Damen Group, a Dutch shipbuilding firm, has designed a range of patrol vessels, the Damen Stan Patrol vessels, that includes the Damen Stan Patrol 5009 vessel. Vessels built to the 5009 design are 50 metres long and nine metres wide.

The design is unusual, in having a vertical leading edge to the hull, which Damen calls an "axe bow" - a feature Damen describes as improving habitability in high seas. Vessel of this design have maximum speeds in the 25-35 knot range, and can accommodate crews of approximately 20 to 30 individuals.
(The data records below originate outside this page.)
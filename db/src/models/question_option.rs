use chrono::{DateTime, Utc};
use sea_orm::entity::prelude::*;
use serde::{Deserialize, Serialize};

/// One answer choice of a closed-ended question.
#[derive(Clone, Debug, PartialEq, DeriveEntityModel, Serialize, Deserialize)]
#[sea_orm(table_name = "question_options")]
pub struct Model {
    #[sea_orm(primary_key)]
    pub id: i64,
    #[sea_orm(unique)]
    pub public_id: Uuid,
    pub question_id: i64,
    pub text: String,
    pub is_correct: bool,
    pub created_at: DateTime<Utc>,
    pub updated_at: DateTime<Utc>,
}

#[derive(Copy, Clone, Debug, EnumIter, DeriveRelation)]
pub enum Relation {
    #[sea_orm(
        belongs_to = "super::question::Entity",
        from = "Column::QuestionId",
        to = "super::question::Column::Id",
        on_delete = "Cascade"
    )]
    Question,
}

impl Related<super::question::Entity> for Entity {
    fn to() -> RelationDef {
        Relation::Question.def()
    }
}

impl ActiveModelBehavior for ActiveModel {}

impl Model {
    pub async fn find_by_public_id<C: ConnectionTrait>(
        db: &C,
        public_id: Uuid,
    ) -> Result<Option<Model>, DbErr> {
        Entity::find()
            .filter(Column::PublicId.eq(public_id))
            .one(db)
            .await
    }
}
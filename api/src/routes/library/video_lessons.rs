//! `/api/video-lessons` route group.

use axum::Extension;
use axum::Json;
use axum::extract::{Path, Query, State};
use axum::http::StatusCode;
use axum::middleware::from_fn;
use axum::routing::{delete, get, post};
use axum::Router;
use chrono::{DateTime, Utc};
use serde::{Deserialize, Serialize};
use uuid::Uuid;

use db::models::video_lesson::Model as VideoLessonModel;
use services::content_service::{ContentService, CreateLibraryItem, LibraryFilter};

use crate::auth::AuthUser;
use crate::auth::guards::allow_admin;
use crate::response::{ApiError, ApiResponse};
use crate::routes::common::PageReq;
use crate::state::AppState;

#[derive(Debug, Deserialize)]
pub struct CreateVideoLessonRequest {
    pub title: String,
    pub description: Option<String>,
    pub url: String,
    pub topic_id: Option<String>,
}

#[derive(Debug, Deserialize)]
pub struct VideoLessonFilterReq {
    pub page: Option<u64>,
    pub per_page: Option<u64>,
    pub query: Option<String>,
}

#[derive(Debug, Serialize)]
pub struct VideoLessonResponse {
    pub id: Uuid,
    pub title: String,
    pub description: Option<String>,
    pub url: String,
    pub is_active: bool,
    pub created_at: DateTime<Utc>,
    pub updated_at: DateTime<Utc>,
}

impl From<VideoLessonModel> for VideoLessonResponse {
    fn from(lesson: VideoLessonModel) -> Self {
        Self {
            id: lesson.public_id,
            title: lesson.title,
            description: lesson.description,
            url: lesson.url,
            is_active: lesson.is_active,
            created_at: lesson.created_at,
            updated_at: lesson.updated_at,
        }
    }
}

#[derive(Serialize)]
pub struct VideoLessonListResponse {
    pub video_lessons: Vec<VideoLessonResponse>,
    pub page: u64,
    pub per_page: u64,
    pub total: u64,
}

/// POST /api/video-lessons (admin only)
pub async fn create_video_lesson(
    State(state): State<AppState>,
    Extension(AuthUser(claims)): Extension<AuthUser>,
    Json(req): Json<CreateVideoLessonRequest>,
) -> Result<(StatusCode, Json<ApiResponse<VideoLessonResponse>>), ApiError> {
    let lesson = ContentService::create_video_lesson(
        state.db(),
        CreateLibraryItem {
            title: req.title,
            description: req.description,
            location: req.url,
            topic_public_id: req.topic_id,
            created_by: claims.sub,
        },
    )
    .await?;

    Ok((
        StatusCode::CREATED,
        Json(ApiResponse::success(
            lesson.into(),
            "Video lesson created successfully",
        )),
    ))
}

/// GET /api/video-lessons
pub async fn list_video_lessons(
    State(state): State<AppState>,
    Query(req): Query<VideoLessonFilterReq>,
) -> Result<(StatusCode, Json<ApiResponse<VideoLessonListResponse>>), ApiError> {
    let (page, per_page) = PageReq {
        page: req.page,
        per_page: req.per_page,
    }
    .resolve();

    let (lessons, total) = ContentService::list_video_lessons(
        state.db(),
        LibraryFilter {
            query: req.query,
            page,
            per_page,
        },
    )
    .await?;

    Ok((
        StatusCode::OK,
        Json(ApiResponse::success(
            VideoLessonListResponse {
                video_lessons: lessons.into_iter().map(Into::into).collect(),
                page,
                per_page,
                total,
            },
            "Video lessons retrieved successfully",
        )),
    ))
}

/// GET /api/video-lessons/{lesson_id}
pub async fn get_video_lesson(
    State(state): State<AppState>,
    Path(lesson_id): Path<String>,
) -> Result<(StatusCode, Json<ApiResponse<VideoLessonResponse>>), ApiError> {
    let lesson = ContentService::get_video_lesson(state.db(), &lesson_id).await?;

    Ok((
        StatusCode::OK,
        Json(ApiResponse::success(
            lesson.into(),
            "Video lesson retrieved successfully",
        )),
    ))
}

/// DELETE /api/video-lessons/{lesson_id} (admin only)
pub async fn delete_video_lesson(
    State(state): State<AppState>,
    Path(lesson_id): Path<String>,
) -> Result<(StatusCode, Json<ApiResponse<()>>), ApiError> {
    ContentService::delete_video_lesson(state.db(), &lesson_id).await?;

    Ok((
        StatusCode::OK,
        Json(ApiResponse::success(
            (),
            "Video lesson deleted successfully",
        )),
    ))
}

pub fn video_lesson_routes() -> Router<AppState> {
    Router::new()
        .route("/", get(list_video_lessons))
        .route(
            "/",
            post(create_video_lesson).route_layer(from_fn(allow_admin)),
        )
        .route("/{lesson_id}", get(get_video_lesson))
        .route(
            "/{lesson_id}",
            delete(delete_video_lesson).route_layer(from_fn(allow_admin)),
        )
}
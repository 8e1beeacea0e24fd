//! End-to-end tests for the `/api/topics` route group: envelope shape, auth
//! guards, tree mutation rules and the three deletion modes.

mod helpers;

use axum::http::StatusCode;
use serde_json::json;

use helpers::app::{
    body_json, create_user_with_token, make_test_app, request_with_bearer, request_with_cookie,
};

#[tokio::test]
async fn admin_creates_topic_with_trimmed_fields() {
    let (app, db) = make_test_app().await;
    let (_admin, token) = create_user_with_token(&db, "admin", true).await;

    let response = request_with_cookie(
        &app,
        "POST",
        "/api/topics",
        Some(&token),
        Some(json!({"name": "  Algebra  ", "description": "  Equations  "})),
    )
    .await;
    let (status, body) = body_json(response).await;

    assert_eq!(status, StatusCode::CREATED);
    assert_eq!(body["success"], true);
    assert_eq!(body["message"], "Topic created successfully");
    assert_eq!(body["data"]["name"], "Algebra");
    assert_eq!(body["data"]["description"], "Equations");
    assert_eq!(body["data"]["parent_id"], serde_json::Value::Null);
    assert!(body["data"]["id"].as_str().is_some());
    // Internal integer ids never appear in responses.
    assert!(body["data"]["id"].as_i64().is_none());
}

#[tokio::test]
async fn blank_topic_name_is_invalid_input() {
    let (app, db) = make_test_app().await;
    let (_admin, token) = create_user_with_token(&db, "admin", true).await;

    for name in ["", "   "] {
        let response = request_with_cookie(
            &app,
            "POST",
            "/api/topics",
            Some(&token),
            Some(json!({"name": name})),
        )
        .await;
        let (status, body) = body_json(response).await;

        assert_eq!(status, StatusCode::BAD_REQUEST);
        assert_eq!(body["code"], "invalid_input");
    }
}

#[tokio::test]
async fn duplicate_sibling_name_is_conflict() {
    let (app, db) = make_test_app().await;
    let (_admin, token) = create_user_with_token(&db, "admin", true).await;

    let response = request_with_cookie(
        &app,
        "POST",
        "/api/topics",
        Some(&token),
        Some(json!({"name": "Algebra"})),
    )
    .await;
    let (status, _) = body_json(response).await;
    assert_eq!(status, StatusCode::CREATED);

    let response = request_with_cookie(
        &app,
        "POST",
        "/api/topics",
        Some(&token),
        Some(json!({"name": " Algebra "})),
    )
    .await;
    let (status, body) = body_json(response).await;

    assert_eq!(status, StatusCode::CONFLICT);
    assert_eq!(body["code"], "conflict");
    assert!(body["message"].as_str().is_some());
}

#[tokio::test]
async fn unknown_parent_is_not_found() {
    let (app, db) = make_test_app().await;
    let (_admin, token) = create_user_with_token(&db, "admin", true).await;

    let response = request_with_cookie(
        &app,
        "POST",
        "/api/topics",
        Some(&token),
        Some(json!({
            "name": "Orphan",
            "parent_id": "0eeb2f15-9aa5-4f32-a39b-000000000000"
        })),
    )
    .await;
    let (status, body) = body_json(response).await;

    assert_eq!(status, StatusCode::NOT_FOUND);
    assert_eq!(body["code"], "not_found");
}

#[tokio::test]
async fn guards_reject_missing_token_and_non_admin() {
    let (app, db) = make_test_app().await;
    let (_user, token) = create_user_with_token(&db, "regular", false).await;

    let response =
        request_with_cookie(&app, "POST", "/api/topics", None, Some(json!({"name": "X"}))).await;
    let (status, body) = body_json(response).await;
    assert_eq!(status, StatusCode::UNAUTHORIZED);
    assert_eq!(body["code"], "unauthorized");

    let response = request_with_cookie(
        &app,
        "POST",
        "/api/topics",
        Some(&token),
        Some(json!({"name": "X"})),
    )
    .await;
    let (status, body) = body_json(response).await;
    assert_eq!(status, StatusCode::FORBIDDEN);
    assert_eq!(body["code"], "forbidden");

    // Reads only need authentication.
    let response = request_with_cookie(&app, "GET", "/api/topics", Some(&token), None).await;
    let (status, _) = body_json(response).await;
    assert_eq!(status, StatusCode::OK);
}

#[tokio::test]
async fn bearer_header_works_as_cookie_fallback() {
    let (app, db) = make_test_app().await;
    let (_admin, token) = create_user_with_token(&db, "admin", true).await;

    let response = request_with_bearer(&app, "GET", "/api/topics", &token, None).await;
    let (status, body) = body_json(response).await;

    assert_eq!(status, StatusCode::OK);
    assert_eq!(body["success"], true);
}

async fn create_topic(
    app: &axum::Router,
    token: &str,
    name: &str,
    parent_id: Option<&str>,
) -> String {
    let mut payload = json!({"name": name});
    if let Some(parent) = parent_id {
        payload["parent_id"] = json!(parent);
    }
    let response = request_with_cookie(app, "POST", "/api/topics", Some(token), Some(payload)).await;
    let (status, body) = body_json(response).await;
    assert_eq!(status, StatusCode::CREATED, "create {name}: {body}");
    body["data"]["id"].as_str().unwrap().to_owned()
}

#[tokio::test]
async fn default_delete_blocks_on_children() {
    let (app, db) = make_test_app().await;
    let (_admin, token) = create_user_with_token(&db, "admin", true).await;

    let parent = create_topic(&app, &token, "Parent", None).await;
    let child = create_topic(&app, &token, "Child", Some(&parent)).await;

    let response = request_with_cookie(
        &app,
        "DELETE",
        &format!("/api/topics/{parent}"),
        Some(&token),
        None,
    )
    .await;
    let (status, body) = body_json(response).await;
    assert_eq!(status, StatusCode::CONFLICT);
    assert_eq!(body["code"], "topic_has_children");

    // Nothing was deleted.
    for id in [&parent, &child] {
        let response = request_with_cookie(
            &app,
            "GET",
            &format!("/api/topics/{id}"),
            Some(&token),
            None,
        )
        .await;
        assert_eq!(response.status(), StatusCode::OK);
    }
}

#[tokio::test]
async fn cascade_delete_archives_descendants() {
    let (app, db) = make_test_app().await;
    let (_admin, token) = create_user_with_token(&db, "admin", true).await;

    let root = create_topic(&app, &token, "Root", None).await;
    let child = create_topic(&app, &token, "Child", Some(&root)).await;
    let grandchild = create_topic(&app, &token, "Grandchild", Some(&child)).await;

    let response = request_with_cookie(
        &app,
        "DELETE",
        &format!("/api/topics/{child}?mode=cascade"),
        Some(&token),
        None,
    )
    .await;
    let (status, _) = body_json(response).await;
    assert_eq!(status, StatusCode::OK);

    for gone in [&child, &grandchild] {
        let response = request_with_cookie(
            &app,
            "GET",
            &format!("/api/topics/{gone}"),
            Some(&token),
            None,
        )
        .await;
        assert_eq!(response.status(), StatusCode::NOT_FOUND);
    }
    let response = request_with_cookie(
        &app,
        "GET",
        &format!("/api/topics/{root}"),
        Some(&token),
        None,
    )
    .await;
    assert_eq!(response.status(), StatusCode::OK);
}

#[tokio::test]
async fn reparent_delete_moves_children_up() {
    let (app, db) = make_test_app().await;
    let (_admin, token) = create_user_with_token(&db, "admin", true).await;

    let root = create_topic(&app, &token, "Root", None).await;
    let middle = create_topic(&app, &token, "Middle", Some(&root)).await;
    let leaf = create_topic(&app, &token, "Leaf", Some(&middle)).await;

    let response = request_with_cookie(
        &app,
        "DELETE",
        &format!("/api/topics/{middle}?mode=reparent"),
        Some(&token),
        None,
    )
    .await;
    let (status, _) = body_json(response).await;
    assert_eq!(status, StatusCode::OK);

    let response = request_with_cookie(
        &app,
        "GET",
        &format!("/api/topics/{leaf}"),
        Some(&token),
        None,
    )
    .await;
    let (status, body) = body_json(response).await;
    assert_eq!(status, StatusCode::OK);
    assert_eq!(body["data"]["parent_id"], json!(root));

    let response = request_with_cookie(
        &app,
        "GET",
        &format!("/api/topics/{middle}"),
        Some(&token),
        None,
    )
    .await;
    assert_eq!(response.status(), StatusCode::NOT_FOUND);
}

#[tokio::test]
async fn unknown_delete_mode_is_invalid_input() {
    let (app, db) = make_test_app().await;
    let (_admin, token) = create_user_with_token(&db, "admin", true).await;

    let topic = create_topic(&app, &token, "Solo", None).await;

    let response = request_with_cookie(
        &app,
        "DELETE",
        &format!("/api/topics/{topic}?mode=purge"),
        Some(&token),
        None,
    )
    .await;
    let (status, body) = body_json(response).await;

    assert_eq!(status, StatusCode::BAD_REQUEST);
    assert_eq!(body["code"], "invalid_input");
}

#[tokio::test]
async fn update_clears_description_and_blocks_cycles() {
    let (app, db) = make_test_app().await;
    let (_admin, token) = create_user_with_token(&db, "admin", true).await;

    let root = create_topic(&app, &token, "Root", None).await;
    let child = create_topic(&app, &token, "Child", Some(&root)).await;

    let response = request_with_cookie(
        &app,
        "PUT",
        &format!("/api/topics/{root}"),
        Some(&token),
        Some(json!({"description": ""})),
    )
    .await;
    let (status, body) = body_json(response).await;
    assert_eq!(status, StatusCode::OK);
    assert_eq!(body["data"]["description"], serde_json::Value::Null);

    // Moving a topic under its own descendant is rejected.
    let response = request_with_cookie(
        &app,
        "PUT",
        &format!("/api/topics/{root}"),
        Some(&token),
        Some(json!({"parent_id": child})),
    )
    .await;
    let (status, body) = body_json(response).await;
    assert_eq!(status, StatusCode::BAD_REQUEST);
    assert_eq!(body["code"], "invalid_input");
}

#[tokio::test]
async fn list_filters_by_query_and_parent() {
    let (app, db) = make_test_app().await;
    let (_admin, token) = create_user_with_token(&db, "admin", true).await;

    let maths = create_topic(&app, &token, "Mathematics", None).await;
    create_topic(&app, &token, "Algebra", Some(&maths)).await;
    create_topic(&app, &token, "Analysis", Some(&maths)).await;
    create_topic(&app, &token, "History", None).await;

    let response = request_with_cookie(
        &app,
        "GET",
        "/api/topics?query=Alg",
        Some(&token),
        None,
    )
    .await;
    let (status, body) = body_json(response).await;
    assert_eq!(status, StatusCode::OK);
    assert_eq!(body["data"]["total"], 1);
    assert_eq!(body["data"]["topics"][0]["name"], "Algebra");

    let response = request_with_cookie(
        &app,
        "GET",
        &format!("/api/topics?parent_id={maths}"),
        Some(&token),
        None,
    )
    .await;
    let (status, body) = body_json(response).await;
    assert_eq!(status, StatusCode::OK);
    assert_eq!(body["data"]["total"], 2);
}

#[tokio::test]
async fn stats_reports_median_difficulty() {
    let (app, db) = make_test_app().await;
    let (_admin, token) = create_user_with_token(&db, "admin", true).await;

    let topic = create_topic(&app, &token, "Geometry", None).await;

    for difficulty in [1, 4, 5] {
        let response = request_with_cookie(
            &app,
            "POST",
            "/api/questions",
            Some(&token),
            Some(json!({
                "statement": format!("Question with difficulty {difficulty}"),
                "question_type": "open",
                "difficulty": difficulty,
                "topic_id": topic,
            })),
        )
        .await;
        let (status, _) = body_json(response).await;
        assert_eq!(status, StatusCode::CREATED);
    }

    let response = request_with_cookie(
        &app,
        "GET",
        &format!("/api/topics/{topic}/stats"),
        Some(&token),
        None,
    )
    .await;
    let (status, body) = body_json(response).await;

    assert_eq!(status, StatusCode::OK);
    assert_eq!(body["data"]["question_count"], 3);
    assert_eq!(body["data"]["median_difficulty"], 4.0);
}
Operators of Stan Patrol 5009s include the Cape Verde Coast Guard (2011), the Ecuadorian Coast Guard (2012), the Hellenic Coast Guard (2015), South Africa (2015), Trinidad and Tobago Coast Guard (2016), Somali Police Force (2016), the Jamaica Defence Force Coast Guard (2020) and the United Arab Emirates Coast Guard. The Falkland Islands Government has leased a vessel of the class to fulfill sovereignty and fisheries protection duties around the islands. A ship of the design is also used by the Sea Shepherd Conservation Society.

Damen offers a design for similar vessels intended to be fast crew transport vessels for off-shore drilling platforms.